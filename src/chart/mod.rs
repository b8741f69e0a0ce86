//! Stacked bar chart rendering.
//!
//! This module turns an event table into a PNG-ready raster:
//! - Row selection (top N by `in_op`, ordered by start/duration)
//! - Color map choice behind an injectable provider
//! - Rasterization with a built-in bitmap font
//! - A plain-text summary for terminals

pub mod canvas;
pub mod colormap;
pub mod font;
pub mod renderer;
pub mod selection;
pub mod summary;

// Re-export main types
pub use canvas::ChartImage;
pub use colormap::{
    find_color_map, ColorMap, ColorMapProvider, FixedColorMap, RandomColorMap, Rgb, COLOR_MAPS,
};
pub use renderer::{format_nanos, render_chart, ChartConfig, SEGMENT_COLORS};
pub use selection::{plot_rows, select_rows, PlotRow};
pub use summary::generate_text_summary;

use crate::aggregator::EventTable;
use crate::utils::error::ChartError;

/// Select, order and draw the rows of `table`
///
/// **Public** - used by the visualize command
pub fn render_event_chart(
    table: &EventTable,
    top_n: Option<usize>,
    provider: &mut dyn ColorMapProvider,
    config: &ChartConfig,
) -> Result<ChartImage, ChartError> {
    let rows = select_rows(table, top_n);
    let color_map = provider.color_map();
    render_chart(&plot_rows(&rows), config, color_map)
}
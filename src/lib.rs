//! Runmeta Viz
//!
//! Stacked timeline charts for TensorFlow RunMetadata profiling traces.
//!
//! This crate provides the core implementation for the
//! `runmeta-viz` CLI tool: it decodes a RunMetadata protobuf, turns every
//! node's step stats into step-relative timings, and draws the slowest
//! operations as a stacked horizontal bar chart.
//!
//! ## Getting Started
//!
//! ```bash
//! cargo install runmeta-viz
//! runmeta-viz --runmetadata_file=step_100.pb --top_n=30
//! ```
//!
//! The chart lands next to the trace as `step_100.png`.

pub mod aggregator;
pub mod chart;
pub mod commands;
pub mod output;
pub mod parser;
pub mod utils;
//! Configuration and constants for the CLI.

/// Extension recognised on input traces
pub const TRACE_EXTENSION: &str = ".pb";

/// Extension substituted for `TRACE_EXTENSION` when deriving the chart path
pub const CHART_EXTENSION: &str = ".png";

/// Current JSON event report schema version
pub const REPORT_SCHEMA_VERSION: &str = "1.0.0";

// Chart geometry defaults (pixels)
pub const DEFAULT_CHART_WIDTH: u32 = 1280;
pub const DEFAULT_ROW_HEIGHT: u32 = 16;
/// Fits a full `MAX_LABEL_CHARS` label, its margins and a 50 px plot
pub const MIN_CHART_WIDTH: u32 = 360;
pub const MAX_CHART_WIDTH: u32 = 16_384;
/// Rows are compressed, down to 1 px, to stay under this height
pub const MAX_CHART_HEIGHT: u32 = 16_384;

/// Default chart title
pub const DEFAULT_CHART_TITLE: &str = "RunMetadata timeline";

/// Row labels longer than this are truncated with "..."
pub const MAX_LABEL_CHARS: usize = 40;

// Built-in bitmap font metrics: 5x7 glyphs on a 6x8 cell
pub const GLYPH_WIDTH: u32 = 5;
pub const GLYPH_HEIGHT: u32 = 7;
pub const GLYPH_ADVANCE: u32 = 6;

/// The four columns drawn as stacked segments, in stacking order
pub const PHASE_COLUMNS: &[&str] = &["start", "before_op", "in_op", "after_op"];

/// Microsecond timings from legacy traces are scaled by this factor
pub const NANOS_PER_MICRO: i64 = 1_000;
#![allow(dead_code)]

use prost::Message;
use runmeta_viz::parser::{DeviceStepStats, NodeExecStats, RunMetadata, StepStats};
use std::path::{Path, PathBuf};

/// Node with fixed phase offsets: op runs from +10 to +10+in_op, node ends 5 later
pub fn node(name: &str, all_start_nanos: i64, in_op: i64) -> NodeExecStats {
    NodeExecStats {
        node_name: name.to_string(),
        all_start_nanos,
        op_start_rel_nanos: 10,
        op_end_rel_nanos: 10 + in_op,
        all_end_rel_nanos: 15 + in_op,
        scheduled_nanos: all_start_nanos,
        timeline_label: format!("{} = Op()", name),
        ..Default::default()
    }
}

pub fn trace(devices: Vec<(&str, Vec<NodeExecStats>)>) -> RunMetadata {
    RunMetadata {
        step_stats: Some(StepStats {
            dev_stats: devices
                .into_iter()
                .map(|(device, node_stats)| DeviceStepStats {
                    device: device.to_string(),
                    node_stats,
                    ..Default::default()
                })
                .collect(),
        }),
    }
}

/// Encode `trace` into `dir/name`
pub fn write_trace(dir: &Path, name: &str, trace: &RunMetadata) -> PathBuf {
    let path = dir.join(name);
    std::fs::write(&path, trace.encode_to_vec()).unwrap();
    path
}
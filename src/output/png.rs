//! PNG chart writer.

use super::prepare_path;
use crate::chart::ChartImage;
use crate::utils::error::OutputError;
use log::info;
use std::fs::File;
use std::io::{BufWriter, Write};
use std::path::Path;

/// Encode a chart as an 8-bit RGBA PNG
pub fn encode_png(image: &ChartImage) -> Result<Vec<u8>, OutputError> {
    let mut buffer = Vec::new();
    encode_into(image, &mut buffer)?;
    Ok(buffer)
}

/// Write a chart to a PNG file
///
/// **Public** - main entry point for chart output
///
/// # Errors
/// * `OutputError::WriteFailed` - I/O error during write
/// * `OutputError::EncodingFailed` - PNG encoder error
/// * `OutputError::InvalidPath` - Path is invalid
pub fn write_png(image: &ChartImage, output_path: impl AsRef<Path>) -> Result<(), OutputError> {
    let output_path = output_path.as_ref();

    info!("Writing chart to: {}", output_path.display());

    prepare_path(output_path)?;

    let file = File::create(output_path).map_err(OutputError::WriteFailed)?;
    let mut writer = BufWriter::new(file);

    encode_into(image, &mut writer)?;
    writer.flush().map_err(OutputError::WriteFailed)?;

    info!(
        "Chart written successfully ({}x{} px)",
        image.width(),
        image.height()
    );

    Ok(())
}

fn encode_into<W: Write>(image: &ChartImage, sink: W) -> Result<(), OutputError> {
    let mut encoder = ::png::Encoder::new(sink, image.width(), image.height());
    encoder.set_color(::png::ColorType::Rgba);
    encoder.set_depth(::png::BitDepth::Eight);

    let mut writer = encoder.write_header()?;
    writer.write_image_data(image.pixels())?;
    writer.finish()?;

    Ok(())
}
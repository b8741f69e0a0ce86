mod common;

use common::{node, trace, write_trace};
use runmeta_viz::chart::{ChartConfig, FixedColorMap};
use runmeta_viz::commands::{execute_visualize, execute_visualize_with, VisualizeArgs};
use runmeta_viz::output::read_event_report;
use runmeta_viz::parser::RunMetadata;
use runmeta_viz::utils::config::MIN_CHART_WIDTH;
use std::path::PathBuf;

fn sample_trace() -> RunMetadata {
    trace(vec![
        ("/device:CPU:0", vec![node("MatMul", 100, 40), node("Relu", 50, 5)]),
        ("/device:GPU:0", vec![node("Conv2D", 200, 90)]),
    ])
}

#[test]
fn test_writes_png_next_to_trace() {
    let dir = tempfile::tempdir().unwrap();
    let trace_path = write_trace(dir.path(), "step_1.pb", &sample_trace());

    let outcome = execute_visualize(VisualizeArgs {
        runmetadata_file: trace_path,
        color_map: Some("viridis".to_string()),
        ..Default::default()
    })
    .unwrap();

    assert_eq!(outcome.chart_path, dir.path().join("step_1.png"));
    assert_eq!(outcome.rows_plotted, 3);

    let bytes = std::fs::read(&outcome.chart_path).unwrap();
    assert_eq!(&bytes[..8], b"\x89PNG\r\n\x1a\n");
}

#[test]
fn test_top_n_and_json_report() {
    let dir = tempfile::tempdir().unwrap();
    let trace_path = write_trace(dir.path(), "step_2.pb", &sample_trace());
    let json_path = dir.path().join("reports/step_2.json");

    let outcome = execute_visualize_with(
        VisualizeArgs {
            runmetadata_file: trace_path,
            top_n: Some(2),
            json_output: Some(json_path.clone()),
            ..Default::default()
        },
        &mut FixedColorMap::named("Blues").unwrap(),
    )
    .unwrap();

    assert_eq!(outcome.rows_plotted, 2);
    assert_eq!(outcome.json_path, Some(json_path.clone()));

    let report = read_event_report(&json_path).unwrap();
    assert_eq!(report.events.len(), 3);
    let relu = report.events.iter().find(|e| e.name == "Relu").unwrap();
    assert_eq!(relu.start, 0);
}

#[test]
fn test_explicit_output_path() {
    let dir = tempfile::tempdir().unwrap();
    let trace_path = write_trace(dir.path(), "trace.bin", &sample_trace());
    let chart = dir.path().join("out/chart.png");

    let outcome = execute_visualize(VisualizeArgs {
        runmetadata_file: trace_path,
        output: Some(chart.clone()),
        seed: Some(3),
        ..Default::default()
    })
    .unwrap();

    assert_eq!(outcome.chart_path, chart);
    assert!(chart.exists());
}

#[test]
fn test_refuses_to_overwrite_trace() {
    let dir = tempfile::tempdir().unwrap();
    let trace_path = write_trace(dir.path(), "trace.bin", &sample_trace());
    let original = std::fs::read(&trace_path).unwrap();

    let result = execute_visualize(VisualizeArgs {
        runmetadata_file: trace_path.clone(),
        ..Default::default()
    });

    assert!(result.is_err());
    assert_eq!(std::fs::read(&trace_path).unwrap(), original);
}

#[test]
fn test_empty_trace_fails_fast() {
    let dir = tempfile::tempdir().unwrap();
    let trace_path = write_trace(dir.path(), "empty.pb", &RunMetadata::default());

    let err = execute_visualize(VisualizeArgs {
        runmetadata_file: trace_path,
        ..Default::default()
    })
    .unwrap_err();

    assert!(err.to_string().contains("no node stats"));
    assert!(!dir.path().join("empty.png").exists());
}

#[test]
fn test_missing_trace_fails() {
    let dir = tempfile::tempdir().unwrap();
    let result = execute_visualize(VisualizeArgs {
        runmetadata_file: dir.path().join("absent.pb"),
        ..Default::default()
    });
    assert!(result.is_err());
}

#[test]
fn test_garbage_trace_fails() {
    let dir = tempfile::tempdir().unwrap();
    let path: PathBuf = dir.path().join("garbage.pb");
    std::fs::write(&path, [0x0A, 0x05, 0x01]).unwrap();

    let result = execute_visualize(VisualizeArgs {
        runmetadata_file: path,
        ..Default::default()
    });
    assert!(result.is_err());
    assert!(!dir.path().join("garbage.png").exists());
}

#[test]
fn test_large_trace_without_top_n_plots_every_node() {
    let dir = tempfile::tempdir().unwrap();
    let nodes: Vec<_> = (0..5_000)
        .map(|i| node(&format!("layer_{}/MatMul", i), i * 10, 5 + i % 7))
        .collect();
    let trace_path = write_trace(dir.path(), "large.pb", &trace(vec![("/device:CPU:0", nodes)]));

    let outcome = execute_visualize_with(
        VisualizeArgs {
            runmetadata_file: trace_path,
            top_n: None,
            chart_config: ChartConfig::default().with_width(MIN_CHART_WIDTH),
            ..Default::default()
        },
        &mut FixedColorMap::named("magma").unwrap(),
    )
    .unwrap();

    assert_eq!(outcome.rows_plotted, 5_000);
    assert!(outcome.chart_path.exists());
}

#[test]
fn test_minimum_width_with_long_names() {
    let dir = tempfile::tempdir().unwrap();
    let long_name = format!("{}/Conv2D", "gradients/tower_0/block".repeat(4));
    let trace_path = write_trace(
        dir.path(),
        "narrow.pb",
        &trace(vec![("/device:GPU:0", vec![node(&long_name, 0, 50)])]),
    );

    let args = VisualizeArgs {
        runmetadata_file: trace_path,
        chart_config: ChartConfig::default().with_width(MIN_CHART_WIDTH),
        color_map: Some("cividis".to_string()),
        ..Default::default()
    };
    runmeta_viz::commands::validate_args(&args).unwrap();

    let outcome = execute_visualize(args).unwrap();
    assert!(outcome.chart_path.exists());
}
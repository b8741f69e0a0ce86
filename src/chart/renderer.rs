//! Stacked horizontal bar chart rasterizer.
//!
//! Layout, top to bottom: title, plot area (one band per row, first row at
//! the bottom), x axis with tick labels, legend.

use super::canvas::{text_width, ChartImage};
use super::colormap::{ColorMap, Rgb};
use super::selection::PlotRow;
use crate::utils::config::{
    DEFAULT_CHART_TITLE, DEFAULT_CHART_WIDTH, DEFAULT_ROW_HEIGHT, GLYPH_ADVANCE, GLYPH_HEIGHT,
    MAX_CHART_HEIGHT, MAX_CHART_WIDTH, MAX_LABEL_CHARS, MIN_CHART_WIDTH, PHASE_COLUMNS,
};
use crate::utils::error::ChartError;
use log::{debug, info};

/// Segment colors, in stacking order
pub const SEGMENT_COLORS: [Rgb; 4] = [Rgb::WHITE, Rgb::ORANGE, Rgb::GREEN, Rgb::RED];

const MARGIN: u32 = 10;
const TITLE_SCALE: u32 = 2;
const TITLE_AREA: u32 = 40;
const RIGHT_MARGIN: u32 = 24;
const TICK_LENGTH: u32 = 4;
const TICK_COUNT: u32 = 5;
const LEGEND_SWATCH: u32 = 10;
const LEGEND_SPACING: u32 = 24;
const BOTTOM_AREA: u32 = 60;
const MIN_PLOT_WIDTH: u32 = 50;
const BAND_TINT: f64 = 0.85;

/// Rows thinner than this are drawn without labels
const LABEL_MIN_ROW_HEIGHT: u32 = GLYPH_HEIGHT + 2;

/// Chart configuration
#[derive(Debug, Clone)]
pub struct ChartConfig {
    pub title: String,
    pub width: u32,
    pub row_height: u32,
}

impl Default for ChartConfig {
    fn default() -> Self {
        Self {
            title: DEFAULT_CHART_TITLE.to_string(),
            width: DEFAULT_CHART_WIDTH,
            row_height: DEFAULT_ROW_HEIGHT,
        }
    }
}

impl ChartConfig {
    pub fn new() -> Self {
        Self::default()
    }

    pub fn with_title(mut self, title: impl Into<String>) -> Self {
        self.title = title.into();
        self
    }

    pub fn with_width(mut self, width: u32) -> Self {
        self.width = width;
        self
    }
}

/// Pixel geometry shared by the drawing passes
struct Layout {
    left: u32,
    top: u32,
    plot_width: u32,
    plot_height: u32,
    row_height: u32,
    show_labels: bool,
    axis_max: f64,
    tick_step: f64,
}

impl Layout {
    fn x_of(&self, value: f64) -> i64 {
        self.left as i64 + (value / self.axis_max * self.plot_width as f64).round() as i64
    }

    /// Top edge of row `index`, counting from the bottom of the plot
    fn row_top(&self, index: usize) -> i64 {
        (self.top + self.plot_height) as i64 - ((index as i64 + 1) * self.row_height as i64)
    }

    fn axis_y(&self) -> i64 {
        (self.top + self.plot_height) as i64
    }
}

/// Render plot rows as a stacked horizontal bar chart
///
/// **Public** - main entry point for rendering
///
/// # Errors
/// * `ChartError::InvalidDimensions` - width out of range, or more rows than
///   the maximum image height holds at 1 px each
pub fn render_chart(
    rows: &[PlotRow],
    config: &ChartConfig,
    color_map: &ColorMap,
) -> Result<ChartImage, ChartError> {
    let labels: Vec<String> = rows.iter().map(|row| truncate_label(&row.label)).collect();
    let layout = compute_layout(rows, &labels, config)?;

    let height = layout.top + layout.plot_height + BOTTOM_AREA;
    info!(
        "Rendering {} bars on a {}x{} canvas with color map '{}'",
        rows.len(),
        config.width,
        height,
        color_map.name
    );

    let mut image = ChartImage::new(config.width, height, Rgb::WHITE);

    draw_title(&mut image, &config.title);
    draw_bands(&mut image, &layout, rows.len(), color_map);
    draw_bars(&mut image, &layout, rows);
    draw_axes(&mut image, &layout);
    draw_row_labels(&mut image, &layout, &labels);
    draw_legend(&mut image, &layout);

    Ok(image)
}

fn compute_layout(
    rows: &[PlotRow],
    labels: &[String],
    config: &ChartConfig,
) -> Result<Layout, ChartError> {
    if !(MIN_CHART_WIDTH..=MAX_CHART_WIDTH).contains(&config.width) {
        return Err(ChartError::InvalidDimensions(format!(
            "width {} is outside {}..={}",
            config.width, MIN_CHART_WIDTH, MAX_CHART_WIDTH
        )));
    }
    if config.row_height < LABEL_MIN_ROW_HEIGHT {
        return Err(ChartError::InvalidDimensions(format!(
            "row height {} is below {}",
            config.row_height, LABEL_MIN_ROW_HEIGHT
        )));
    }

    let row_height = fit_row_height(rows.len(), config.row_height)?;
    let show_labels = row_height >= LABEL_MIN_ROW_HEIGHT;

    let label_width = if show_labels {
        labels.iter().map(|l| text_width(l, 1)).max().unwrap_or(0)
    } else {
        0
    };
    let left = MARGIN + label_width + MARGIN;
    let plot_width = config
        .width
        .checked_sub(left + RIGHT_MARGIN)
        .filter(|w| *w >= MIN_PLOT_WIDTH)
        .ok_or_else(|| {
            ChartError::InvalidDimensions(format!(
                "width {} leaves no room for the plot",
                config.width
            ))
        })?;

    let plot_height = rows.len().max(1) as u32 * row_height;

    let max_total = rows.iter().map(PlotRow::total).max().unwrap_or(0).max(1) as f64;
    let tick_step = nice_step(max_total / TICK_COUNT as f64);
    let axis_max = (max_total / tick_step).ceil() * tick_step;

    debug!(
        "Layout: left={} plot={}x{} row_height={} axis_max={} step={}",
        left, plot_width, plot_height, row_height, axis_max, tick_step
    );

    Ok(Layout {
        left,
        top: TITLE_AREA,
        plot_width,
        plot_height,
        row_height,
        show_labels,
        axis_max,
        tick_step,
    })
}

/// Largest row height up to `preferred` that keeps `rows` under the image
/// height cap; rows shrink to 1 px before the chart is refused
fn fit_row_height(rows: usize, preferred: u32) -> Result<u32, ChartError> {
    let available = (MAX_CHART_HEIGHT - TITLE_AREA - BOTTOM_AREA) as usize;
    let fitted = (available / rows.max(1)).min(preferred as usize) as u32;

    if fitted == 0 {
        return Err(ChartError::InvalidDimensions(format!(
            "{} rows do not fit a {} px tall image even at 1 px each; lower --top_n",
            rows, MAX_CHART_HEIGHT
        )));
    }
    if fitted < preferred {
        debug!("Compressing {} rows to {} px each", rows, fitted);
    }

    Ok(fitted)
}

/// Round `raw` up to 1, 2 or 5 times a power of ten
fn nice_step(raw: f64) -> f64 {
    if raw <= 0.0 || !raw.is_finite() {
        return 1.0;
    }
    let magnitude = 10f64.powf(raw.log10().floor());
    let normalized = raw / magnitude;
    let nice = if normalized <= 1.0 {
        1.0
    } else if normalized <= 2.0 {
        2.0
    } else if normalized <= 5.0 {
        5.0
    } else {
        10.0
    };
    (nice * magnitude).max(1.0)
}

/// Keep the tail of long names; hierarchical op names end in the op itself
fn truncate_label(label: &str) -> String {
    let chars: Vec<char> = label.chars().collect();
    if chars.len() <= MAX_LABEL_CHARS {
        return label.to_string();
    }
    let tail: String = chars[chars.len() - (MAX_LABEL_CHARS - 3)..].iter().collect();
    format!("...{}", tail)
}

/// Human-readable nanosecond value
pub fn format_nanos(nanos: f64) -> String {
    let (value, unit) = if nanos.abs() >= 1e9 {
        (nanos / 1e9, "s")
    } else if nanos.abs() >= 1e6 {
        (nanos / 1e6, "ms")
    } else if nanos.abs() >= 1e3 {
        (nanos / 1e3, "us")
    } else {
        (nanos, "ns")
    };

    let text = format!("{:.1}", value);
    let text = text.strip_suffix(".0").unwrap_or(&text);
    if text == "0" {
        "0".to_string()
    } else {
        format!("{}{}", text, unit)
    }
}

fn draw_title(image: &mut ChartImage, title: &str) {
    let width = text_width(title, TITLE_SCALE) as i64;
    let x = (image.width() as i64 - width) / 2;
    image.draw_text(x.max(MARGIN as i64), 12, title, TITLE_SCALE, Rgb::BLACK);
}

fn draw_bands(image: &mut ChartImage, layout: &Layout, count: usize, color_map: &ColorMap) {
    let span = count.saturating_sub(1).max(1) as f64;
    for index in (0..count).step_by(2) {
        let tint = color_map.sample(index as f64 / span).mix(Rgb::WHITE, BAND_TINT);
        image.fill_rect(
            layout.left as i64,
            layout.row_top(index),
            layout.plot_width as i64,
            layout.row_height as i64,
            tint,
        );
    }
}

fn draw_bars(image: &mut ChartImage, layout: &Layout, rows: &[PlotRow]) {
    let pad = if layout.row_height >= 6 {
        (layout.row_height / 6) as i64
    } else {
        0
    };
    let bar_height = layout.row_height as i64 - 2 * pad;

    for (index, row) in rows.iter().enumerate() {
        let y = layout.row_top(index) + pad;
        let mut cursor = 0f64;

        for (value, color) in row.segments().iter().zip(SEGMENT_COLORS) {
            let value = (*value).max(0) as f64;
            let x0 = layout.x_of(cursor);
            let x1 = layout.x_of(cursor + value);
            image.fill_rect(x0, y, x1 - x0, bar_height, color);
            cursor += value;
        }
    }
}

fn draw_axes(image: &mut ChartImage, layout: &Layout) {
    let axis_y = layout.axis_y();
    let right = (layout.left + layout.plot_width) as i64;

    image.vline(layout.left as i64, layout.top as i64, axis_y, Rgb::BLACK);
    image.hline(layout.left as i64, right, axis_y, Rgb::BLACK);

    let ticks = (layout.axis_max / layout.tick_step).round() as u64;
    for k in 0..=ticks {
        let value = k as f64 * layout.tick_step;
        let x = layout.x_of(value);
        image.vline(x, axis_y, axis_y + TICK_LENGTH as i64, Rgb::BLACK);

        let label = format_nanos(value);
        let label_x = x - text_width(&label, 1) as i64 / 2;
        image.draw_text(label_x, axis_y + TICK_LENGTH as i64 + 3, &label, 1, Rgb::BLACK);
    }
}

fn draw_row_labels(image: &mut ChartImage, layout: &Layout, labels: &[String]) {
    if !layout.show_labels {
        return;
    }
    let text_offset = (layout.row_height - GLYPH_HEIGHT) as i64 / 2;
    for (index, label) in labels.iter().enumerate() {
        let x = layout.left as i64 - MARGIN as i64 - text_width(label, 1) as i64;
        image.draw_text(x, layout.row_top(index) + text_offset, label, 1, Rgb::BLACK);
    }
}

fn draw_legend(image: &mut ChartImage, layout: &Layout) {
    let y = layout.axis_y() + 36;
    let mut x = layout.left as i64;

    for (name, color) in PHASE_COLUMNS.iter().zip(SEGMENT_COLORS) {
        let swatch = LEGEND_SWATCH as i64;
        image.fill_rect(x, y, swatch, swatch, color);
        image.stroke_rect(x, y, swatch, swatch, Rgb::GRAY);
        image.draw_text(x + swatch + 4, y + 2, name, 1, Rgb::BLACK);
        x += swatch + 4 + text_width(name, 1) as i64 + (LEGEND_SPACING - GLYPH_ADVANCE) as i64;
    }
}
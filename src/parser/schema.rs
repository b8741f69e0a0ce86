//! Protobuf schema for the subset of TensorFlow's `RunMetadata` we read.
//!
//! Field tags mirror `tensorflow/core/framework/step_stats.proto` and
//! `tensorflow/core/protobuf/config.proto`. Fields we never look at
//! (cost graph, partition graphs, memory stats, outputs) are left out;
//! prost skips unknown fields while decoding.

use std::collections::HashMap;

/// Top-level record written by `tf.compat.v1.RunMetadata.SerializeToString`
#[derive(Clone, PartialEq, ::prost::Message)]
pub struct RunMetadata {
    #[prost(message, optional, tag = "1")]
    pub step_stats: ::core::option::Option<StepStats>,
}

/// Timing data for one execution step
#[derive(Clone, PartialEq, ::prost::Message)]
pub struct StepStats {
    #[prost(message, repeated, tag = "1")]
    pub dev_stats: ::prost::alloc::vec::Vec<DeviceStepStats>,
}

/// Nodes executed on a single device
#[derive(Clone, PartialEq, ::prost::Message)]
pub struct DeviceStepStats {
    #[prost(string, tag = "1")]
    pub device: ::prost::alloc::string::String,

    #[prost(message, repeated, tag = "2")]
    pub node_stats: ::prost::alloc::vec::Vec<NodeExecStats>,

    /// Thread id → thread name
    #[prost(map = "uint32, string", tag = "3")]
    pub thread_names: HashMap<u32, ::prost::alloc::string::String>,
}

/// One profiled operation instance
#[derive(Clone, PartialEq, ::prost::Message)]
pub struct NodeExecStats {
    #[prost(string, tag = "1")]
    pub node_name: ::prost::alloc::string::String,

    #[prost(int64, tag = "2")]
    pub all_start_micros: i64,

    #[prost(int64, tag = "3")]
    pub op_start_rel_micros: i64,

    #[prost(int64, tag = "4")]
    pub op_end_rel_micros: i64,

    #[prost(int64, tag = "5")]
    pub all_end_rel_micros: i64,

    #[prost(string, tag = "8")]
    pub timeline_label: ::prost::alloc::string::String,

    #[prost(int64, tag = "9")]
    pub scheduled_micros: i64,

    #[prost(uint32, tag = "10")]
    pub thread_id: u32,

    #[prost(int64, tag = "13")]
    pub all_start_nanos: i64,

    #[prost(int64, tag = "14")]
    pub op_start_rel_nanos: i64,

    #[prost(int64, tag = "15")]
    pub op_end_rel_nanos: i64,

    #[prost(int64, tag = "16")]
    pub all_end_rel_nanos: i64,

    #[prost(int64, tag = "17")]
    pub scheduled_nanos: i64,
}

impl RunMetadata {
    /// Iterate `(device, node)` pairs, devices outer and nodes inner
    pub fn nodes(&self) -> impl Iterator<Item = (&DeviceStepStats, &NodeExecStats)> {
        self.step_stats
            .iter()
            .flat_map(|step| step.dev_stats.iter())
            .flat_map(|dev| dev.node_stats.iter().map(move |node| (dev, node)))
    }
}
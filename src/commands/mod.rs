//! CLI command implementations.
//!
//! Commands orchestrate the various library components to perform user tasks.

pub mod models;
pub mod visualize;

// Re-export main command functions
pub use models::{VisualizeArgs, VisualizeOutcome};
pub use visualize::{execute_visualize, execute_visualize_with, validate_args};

What to produce: Check every line above for the word "PlotRow" and copy those that have it.

Worked solution:
pub use selection::{plot_rows, select_rows, PlotRow};
use super::selection::PlotRow;
    rows: &[PlotRow],
    rows: &[PlotRow],
    let max_total = rows.iter().map(PlotRow::total).max().unwrap_or(0).max(1) as f64;
fn draw_bars(image: &mut ChartImage, layout: &Layout, rows: &[PlotRow]) {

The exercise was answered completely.